What you will do: Scan the entries below for the word "Reception". Copy out every line in which it occurs.

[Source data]
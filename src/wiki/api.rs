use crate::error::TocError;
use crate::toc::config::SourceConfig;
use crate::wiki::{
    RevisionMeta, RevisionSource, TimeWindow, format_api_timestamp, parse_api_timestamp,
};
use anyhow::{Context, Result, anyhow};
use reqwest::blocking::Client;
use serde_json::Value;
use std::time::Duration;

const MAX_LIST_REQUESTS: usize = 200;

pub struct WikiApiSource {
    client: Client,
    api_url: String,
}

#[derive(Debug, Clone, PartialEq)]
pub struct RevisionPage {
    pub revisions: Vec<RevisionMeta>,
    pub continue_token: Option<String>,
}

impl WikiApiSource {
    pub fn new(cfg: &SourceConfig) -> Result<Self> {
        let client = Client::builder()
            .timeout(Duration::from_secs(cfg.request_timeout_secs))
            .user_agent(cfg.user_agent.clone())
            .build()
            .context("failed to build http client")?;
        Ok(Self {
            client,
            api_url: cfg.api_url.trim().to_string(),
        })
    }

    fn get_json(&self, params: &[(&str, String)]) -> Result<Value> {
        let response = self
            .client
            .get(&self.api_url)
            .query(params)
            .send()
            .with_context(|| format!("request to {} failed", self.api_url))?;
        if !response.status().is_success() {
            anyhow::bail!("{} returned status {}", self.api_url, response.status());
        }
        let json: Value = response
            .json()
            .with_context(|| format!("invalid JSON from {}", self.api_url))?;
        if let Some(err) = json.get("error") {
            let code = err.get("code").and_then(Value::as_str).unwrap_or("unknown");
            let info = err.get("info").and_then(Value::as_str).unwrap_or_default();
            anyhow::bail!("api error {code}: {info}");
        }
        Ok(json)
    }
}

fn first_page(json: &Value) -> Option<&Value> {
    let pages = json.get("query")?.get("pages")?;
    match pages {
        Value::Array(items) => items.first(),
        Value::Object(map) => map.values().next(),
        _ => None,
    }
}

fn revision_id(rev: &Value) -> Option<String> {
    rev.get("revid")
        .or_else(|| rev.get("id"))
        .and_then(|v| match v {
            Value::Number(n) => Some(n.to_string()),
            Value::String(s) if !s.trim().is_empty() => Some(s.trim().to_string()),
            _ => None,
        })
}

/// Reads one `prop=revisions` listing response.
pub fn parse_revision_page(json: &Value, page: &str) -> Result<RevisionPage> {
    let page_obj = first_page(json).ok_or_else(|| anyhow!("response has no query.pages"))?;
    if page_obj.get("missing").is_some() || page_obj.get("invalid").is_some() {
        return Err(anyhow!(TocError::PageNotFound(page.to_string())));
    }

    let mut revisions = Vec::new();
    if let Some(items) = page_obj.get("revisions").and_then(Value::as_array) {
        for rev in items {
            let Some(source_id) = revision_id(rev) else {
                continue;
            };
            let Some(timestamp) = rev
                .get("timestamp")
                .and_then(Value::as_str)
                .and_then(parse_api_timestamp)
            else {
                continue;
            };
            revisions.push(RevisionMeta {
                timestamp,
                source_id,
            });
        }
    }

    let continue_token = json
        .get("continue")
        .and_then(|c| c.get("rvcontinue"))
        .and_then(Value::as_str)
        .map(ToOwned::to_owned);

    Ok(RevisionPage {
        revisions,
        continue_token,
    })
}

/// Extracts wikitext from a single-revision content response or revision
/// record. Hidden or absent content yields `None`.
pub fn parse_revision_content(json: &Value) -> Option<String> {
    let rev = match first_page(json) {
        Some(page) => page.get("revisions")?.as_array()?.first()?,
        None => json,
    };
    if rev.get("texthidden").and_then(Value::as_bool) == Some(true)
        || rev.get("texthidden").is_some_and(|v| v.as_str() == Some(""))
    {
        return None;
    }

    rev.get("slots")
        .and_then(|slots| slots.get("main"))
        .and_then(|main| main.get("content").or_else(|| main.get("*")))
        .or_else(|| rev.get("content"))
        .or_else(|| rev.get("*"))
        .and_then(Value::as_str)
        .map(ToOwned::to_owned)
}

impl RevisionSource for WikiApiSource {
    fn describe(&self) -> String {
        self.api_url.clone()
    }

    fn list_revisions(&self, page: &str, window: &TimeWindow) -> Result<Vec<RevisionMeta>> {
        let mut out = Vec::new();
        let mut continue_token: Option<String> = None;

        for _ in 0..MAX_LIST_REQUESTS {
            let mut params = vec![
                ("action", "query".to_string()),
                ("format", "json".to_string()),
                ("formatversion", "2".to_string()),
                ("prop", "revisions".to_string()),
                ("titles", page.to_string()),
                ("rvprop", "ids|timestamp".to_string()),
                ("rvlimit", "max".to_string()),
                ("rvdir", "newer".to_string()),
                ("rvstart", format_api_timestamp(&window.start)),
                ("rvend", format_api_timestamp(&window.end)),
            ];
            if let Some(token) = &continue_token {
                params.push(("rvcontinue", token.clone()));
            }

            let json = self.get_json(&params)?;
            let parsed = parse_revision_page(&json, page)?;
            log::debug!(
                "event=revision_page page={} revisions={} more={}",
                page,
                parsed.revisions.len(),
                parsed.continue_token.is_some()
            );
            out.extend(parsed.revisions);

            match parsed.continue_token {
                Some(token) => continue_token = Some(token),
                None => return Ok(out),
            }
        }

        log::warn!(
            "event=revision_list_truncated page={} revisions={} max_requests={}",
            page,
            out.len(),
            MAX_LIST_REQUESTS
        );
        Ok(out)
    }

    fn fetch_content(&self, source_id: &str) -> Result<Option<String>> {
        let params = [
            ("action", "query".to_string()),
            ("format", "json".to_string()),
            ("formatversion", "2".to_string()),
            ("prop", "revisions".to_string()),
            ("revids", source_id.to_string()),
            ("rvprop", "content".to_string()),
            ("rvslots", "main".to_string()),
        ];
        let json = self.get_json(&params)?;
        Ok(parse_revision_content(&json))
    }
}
--
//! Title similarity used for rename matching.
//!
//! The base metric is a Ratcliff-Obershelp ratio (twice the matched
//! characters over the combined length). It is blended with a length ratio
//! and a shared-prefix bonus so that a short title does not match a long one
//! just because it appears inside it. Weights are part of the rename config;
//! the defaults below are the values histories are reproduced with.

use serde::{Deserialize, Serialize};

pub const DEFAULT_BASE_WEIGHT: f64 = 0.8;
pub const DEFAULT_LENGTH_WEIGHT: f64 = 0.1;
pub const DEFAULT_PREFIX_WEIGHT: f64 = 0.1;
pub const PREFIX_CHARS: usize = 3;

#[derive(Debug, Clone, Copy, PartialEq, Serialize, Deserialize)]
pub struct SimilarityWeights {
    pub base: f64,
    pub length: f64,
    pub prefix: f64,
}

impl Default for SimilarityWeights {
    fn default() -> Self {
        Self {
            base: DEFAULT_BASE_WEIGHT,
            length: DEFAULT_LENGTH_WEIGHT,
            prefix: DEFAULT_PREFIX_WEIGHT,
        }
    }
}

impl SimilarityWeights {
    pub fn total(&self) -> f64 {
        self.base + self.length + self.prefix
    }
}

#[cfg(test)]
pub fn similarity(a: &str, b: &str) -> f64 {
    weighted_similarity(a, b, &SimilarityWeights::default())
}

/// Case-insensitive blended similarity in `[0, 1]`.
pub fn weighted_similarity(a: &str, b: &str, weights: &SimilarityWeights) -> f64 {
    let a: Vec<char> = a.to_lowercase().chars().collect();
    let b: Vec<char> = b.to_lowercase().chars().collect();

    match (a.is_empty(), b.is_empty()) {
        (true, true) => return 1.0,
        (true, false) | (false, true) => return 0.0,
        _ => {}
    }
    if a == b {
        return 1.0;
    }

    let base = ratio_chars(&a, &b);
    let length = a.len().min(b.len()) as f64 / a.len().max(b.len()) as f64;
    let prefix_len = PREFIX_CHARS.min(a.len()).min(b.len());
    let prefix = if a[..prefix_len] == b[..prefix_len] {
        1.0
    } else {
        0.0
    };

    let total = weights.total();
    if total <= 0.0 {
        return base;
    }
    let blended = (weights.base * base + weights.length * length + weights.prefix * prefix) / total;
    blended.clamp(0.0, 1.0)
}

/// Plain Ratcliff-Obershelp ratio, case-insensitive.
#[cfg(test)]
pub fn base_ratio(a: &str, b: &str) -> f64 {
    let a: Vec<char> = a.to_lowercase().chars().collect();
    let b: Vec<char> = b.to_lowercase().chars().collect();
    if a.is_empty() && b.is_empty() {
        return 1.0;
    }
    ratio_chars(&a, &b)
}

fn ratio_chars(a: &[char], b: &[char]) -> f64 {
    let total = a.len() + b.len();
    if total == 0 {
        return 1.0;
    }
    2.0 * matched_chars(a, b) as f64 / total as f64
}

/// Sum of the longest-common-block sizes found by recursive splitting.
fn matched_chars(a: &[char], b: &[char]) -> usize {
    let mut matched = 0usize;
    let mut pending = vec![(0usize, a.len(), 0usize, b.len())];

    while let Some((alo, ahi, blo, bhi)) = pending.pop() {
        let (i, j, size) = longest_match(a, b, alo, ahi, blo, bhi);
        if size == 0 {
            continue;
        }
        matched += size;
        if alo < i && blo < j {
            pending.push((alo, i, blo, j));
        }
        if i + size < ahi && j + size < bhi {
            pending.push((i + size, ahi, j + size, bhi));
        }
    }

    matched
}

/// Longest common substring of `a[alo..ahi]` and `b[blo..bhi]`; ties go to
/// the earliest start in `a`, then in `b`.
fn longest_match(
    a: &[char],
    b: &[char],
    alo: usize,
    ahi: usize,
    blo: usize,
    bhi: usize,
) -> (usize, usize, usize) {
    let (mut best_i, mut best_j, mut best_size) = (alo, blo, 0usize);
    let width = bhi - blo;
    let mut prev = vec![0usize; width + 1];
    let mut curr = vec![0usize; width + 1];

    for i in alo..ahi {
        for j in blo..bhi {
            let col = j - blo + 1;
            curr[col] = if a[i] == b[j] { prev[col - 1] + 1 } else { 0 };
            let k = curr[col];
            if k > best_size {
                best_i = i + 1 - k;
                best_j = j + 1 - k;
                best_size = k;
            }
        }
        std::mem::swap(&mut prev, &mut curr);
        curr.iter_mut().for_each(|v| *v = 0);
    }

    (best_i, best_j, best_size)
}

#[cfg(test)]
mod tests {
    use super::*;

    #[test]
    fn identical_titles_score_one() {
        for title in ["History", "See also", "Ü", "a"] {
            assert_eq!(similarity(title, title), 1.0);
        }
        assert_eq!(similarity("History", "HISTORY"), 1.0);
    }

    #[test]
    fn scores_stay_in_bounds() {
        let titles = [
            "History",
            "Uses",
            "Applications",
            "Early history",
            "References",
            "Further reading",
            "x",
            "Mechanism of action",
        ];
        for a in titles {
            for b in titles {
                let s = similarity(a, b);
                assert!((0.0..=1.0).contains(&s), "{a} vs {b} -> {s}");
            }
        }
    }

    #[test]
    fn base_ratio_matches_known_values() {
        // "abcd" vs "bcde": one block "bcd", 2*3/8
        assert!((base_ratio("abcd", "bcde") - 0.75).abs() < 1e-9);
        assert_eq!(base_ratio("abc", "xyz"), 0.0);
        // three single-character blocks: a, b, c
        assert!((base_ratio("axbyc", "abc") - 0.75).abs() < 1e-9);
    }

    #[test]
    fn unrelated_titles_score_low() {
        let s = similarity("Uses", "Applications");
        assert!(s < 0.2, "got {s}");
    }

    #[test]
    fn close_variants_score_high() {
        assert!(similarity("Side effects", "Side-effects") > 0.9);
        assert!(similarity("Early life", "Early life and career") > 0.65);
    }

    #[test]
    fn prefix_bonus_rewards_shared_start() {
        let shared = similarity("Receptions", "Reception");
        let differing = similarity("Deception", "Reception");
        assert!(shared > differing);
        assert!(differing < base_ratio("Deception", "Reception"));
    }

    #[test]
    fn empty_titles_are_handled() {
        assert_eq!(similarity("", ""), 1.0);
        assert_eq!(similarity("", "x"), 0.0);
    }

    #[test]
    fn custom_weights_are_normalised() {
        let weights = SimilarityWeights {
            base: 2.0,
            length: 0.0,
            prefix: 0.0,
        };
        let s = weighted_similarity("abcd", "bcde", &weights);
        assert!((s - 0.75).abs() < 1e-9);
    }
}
==
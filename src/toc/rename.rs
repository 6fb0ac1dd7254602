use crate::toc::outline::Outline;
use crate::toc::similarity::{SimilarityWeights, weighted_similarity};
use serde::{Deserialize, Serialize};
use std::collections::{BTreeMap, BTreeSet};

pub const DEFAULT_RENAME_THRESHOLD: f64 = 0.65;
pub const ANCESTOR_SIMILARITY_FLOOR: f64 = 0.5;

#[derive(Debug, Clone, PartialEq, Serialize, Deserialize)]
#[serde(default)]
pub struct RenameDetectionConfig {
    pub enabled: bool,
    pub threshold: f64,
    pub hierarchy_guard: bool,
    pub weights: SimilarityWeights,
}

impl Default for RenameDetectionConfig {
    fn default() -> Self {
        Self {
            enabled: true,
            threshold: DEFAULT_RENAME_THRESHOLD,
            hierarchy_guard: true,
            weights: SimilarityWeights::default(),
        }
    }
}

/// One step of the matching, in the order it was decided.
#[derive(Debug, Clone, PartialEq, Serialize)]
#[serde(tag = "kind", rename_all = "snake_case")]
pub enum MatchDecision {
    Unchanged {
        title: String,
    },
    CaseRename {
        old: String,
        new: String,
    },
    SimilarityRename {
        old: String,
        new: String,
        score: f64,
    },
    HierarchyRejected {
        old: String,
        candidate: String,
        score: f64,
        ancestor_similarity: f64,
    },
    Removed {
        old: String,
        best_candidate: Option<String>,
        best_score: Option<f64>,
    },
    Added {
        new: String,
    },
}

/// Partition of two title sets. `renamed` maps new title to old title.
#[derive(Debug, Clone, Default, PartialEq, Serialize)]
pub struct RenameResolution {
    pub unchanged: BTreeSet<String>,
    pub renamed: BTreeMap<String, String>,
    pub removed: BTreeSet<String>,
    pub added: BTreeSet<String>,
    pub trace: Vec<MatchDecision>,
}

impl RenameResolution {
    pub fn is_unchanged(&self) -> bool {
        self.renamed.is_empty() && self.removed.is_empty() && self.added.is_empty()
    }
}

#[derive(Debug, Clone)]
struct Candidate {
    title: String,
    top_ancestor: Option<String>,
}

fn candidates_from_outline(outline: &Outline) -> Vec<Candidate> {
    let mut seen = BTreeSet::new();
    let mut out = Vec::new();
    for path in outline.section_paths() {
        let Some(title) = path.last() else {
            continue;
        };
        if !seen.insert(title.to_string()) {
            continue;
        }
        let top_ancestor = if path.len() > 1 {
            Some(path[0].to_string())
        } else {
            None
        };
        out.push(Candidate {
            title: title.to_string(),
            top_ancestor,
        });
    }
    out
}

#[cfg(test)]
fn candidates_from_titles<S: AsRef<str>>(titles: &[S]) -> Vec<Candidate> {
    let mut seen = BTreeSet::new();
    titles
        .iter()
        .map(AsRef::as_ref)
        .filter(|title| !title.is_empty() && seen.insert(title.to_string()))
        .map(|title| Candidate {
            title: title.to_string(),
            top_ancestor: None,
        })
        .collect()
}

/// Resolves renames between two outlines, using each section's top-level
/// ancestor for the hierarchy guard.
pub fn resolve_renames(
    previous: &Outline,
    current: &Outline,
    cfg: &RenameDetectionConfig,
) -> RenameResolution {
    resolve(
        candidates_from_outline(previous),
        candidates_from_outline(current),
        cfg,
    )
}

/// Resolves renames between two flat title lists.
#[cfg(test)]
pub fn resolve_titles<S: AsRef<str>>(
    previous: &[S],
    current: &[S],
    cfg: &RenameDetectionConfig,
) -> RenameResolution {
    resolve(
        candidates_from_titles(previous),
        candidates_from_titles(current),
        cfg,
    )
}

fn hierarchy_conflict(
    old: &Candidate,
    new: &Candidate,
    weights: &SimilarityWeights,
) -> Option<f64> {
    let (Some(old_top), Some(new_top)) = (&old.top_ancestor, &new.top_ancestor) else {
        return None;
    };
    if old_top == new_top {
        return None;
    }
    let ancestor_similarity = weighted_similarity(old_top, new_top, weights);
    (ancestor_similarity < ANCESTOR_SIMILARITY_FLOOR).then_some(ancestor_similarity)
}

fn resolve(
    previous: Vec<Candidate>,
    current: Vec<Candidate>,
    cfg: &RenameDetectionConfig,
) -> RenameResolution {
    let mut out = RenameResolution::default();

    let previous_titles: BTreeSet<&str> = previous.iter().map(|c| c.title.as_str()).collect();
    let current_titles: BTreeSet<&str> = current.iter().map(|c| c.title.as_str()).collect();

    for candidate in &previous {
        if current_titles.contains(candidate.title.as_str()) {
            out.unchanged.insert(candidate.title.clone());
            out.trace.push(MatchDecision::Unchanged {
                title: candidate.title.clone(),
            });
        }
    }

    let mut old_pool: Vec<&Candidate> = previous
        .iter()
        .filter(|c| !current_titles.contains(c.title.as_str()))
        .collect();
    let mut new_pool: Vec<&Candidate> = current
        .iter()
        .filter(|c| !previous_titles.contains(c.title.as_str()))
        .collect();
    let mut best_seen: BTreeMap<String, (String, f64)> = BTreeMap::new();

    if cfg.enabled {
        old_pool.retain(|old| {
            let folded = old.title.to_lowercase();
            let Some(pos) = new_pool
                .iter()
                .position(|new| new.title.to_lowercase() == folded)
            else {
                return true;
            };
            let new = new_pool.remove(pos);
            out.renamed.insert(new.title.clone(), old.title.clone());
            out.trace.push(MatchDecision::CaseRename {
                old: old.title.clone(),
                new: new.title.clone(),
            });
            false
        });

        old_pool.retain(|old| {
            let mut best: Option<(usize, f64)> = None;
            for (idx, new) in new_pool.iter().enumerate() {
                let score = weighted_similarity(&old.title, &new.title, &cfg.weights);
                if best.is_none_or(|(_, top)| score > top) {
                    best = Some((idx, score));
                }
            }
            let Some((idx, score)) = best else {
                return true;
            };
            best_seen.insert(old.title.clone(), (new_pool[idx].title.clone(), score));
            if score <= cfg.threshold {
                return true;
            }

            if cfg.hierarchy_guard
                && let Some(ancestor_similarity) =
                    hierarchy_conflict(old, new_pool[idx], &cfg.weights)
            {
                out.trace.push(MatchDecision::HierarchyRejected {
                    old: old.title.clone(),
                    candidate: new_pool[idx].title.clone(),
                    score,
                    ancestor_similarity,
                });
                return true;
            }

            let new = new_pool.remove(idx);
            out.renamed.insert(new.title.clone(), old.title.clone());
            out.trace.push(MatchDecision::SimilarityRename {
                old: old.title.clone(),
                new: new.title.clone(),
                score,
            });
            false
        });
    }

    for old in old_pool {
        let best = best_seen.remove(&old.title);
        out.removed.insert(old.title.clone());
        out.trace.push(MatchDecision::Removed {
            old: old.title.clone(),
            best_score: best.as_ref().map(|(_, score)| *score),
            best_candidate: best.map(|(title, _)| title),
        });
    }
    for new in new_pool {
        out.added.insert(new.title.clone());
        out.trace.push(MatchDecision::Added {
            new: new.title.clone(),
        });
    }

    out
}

Reply:
        let shared = similarity("Receptions", "Reception");
        let differing = similarity("Deception", "Reception");
        assert!(differing < base_ratio("Deception", "Reception"));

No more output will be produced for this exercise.